----- THE DATA

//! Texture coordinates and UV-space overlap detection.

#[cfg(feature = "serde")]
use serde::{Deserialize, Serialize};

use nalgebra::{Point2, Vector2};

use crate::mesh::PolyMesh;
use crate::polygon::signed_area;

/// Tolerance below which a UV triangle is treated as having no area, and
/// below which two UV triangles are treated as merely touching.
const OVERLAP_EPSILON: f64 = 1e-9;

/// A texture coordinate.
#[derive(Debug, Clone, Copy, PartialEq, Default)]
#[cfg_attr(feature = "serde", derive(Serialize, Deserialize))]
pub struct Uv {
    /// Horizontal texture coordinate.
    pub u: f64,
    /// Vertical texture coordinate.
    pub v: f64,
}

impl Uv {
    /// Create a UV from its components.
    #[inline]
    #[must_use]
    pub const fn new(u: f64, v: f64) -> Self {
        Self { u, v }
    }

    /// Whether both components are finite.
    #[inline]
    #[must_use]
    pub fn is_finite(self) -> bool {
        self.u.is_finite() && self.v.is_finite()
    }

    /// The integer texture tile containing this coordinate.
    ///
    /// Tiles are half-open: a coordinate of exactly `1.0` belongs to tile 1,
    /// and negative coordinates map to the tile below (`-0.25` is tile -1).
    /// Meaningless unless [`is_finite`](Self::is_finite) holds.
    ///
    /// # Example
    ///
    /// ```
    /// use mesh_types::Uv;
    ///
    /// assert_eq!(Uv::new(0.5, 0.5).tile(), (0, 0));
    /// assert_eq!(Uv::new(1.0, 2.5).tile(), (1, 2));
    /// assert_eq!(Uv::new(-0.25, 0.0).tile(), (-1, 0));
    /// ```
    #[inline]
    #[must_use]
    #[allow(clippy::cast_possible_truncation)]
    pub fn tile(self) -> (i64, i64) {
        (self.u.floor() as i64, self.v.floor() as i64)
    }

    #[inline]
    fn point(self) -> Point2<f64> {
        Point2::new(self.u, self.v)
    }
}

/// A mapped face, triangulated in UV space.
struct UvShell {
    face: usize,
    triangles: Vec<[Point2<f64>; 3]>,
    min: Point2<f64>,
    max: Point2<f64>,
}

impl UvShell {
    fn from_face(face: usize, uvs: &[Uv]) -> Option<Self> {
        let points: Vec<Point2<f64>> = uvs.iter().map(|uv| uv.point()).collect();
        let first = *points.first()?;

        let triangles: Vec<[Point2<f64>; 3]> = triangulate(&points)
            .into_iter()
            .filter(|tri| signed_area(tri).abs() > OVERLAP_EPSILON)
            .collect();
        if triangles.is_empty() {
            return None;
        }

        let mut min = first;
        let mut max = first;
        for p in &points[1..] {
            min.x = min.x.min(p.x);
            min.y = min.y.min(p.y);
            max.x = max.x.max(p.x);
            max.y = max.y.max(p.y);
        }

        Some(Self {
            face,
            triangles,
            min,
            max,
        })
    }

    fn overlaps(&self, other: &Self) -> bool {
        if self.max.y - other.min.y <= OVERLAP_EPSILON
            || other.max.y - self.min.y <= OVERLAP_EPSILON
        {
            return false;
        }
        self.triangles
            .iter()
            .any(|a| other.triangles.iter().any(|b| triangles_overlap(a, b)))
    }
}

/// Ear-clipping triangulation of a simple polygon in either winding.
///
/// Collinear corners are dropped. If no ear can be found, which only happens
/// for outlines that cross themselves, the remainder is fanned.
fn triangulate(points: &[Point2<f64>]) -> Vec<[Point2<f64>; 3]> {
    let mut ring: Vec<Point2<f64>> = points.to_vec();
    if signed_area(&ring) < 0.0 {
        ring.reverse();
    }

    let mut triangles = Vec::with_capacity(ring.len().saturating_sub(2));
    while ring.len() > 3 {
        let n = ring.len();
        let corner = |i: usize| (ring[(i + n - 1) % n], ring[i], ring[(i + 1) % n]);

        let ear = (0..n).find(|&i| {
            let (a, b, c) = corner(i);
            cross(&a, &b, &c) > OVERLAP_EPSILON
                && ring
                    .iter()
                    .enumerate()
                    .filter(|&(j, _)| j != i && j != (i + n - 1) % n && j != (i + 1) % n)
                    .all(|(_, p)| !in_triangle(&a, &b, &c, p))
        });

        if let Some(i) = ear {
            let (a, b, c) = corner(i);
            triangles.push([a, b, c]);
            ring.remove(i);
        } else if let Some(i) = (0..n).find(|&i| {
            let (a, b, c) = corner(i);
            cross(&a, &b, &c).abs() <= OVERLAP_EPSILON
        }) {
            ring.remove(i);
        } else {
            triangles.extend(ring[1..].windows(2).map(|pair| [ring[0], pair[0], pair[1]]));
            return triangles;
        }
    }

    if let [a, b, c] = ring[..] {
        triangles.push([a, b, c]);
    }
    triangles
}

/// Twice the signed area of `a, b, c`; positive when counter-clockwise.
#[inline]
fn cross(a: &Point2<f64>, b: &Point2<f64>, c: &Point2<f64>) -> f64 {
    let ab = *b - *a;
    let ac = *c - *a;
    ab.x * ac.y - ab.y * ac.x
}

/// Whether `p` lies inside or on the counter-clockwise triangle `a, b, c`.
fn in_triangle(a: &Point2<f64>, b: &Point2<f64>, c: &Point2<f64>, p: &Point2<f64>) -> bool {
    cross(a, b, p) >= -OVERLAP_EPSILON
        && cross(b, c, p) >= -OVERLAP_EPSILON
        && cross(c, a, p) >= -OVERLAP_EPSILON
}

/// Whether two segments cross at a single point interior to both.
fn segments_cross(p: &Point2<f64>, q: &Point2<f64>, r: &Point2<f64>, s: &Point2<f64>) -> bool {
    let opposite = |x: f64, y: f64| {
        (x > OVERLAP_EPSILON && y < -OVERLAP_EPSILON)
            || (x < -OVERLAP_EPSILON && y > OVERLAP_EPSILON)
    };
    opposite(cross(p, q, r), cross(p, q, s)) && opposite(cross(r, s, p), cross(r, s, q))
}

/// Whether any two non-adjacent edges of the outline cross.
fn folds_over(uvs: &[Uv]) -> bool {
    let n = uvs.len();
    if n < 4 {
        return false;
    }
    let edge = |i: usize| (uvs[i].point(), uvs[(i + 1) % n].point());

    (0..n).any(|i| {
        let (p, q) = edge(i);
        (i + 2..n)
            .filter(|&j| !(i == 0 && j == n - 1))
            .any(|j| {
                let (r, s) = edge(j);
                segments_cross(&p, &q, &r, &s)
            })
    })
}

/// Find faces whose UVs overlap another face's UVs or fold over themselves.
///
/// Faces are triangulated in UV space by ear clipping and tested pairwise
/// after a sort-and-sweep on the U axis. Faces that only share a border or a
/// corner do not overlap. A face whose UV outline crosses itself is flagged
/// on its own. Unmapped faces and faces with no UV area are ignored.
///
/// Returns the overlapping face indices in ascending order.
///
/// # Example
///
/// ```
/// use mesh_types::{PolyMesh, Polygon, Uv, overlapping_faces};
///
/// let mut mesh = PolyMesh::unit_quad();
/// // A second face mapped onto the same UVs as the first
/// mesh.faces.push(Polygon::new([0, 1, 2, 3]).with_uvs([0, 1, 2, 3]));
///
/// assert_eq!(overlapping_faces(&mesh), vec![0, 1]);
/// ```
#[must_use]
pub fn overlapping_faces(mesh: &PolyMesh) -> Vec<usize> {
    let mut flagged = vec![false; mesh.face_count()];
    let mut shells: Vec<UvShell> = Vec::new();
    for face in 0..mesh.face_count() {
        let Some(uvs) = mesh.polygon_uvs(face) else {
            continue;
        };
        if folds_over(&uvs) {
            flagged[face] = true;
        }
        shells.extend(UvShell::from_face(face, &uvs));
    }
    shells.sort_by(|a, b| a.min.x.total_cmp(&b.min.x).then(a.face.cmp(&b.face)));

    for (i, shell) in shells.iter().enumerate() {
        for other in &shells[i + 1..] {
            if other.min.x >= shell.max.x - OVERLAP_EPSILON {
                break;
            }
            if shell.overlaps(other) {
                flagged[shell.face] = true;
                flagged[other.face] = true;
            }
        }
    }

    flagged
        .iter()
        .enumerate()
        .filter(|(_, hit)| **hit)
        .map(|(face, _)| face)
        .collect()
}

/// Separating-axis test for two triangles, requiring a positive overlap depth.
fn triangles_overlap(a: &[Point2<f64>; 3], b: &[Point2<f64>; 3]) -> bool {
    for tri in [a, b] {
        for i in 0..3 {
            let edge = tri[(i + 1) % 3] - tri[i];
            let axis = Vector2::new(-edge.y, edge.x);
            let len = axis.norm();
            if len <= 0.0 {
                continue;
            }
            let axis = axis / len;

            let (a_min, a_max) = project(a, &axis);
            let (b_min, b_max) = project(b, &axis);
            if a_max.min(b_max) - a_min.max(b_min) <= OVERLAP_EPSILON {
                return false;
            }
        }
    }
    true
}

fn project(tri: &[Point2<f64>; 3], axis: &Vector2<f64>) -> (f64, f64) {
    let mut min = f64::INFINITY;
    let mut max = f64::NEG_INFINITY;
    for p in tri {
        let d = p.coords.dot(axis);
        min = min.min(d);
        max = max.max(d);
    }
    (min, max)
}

----------

## [WHAT TO DO]
Only the lines above from the line with "self.triangles" to the line with "lies inside or", those two lines included, should be reproduced exactly.

## [EXPECTED ANSWER]
        self.triangles
            .iter()
            .any(|a| other.triangles.iter().any(|b| triangles_overlap(a, b)))
    }
}

/// Ear-clipping triangulation of a simple polygon in either winding.
///
/// Collinear corners are dropped. If no ear can be found, which only happens
/// for outlines that cross themselves, the remainder is fanned.
fn triangulate(points: &[Point2<f64>]) -> Vec<[Point2<f64>; 3]> {
    let mut ring: Vec<Point2<f64>> = points.to_vec();
    if signed_area(&ring) < 0.0 {
        ring.reverse();
    }

    let mut triangles = Vec::with_capacity(ring.len().saturating_sub(2));
    while ring.len() > 3 {
        let n = ring.len();
        let corner = |i: usize| (ring[(i + n - 1) % n], ring[i], ring[(i + 1) % n]);

        let ear = (0..n).find(|&i| {
            let (a, b, c) = corner(i);
            cross(&a, &b, &c) > OVERLAP_EPSILON
                && ring
                    .iter()
                    .enumerate()
                    .filter(|&(j, _)| j != i && j != (i + n - 1) % n && j != (i + 1) % n)
                    .all(|(_, p)| !in_triangle(&a, &b, &c, p))
        });

        if let Some(i) = ear {
            let (a, b, c) = corner(i);
            triangles.push([a, b, c]);
            ring.remove(i);
        } else if let Some(i) = (0..n).find(|&i| {
            let (a, b, c) = corner(i);
            cross(&a, &b, &c).abs() <= OVERLAP_EPSILON
        }) {
            ring.remove(i);
        } else {
            triangles.extend(ring[1..].windows(2).map(|pair| [ring[0], pair[0], pair[1]]));
            return triangles;
        }
    }

    if let [a, b, c] = ring[..] {
        triangles.push([a, b, c]);
    }
    triangles
}

/// Twice the signed area of `a, b, c`; positive when counter-clockwise.
#[inline]
fn cross(a: &Point2<f64>, b: &Point2<f64>, c: &Point2<f64>) -> f64 {
    let ab = *b - *a;
    let ac = *c - *a;
    ab.x * ac.y - ab.y * ac.x
}

/// Whether `p` lies inside or on the counter-clockwise triangle `a, b, c`.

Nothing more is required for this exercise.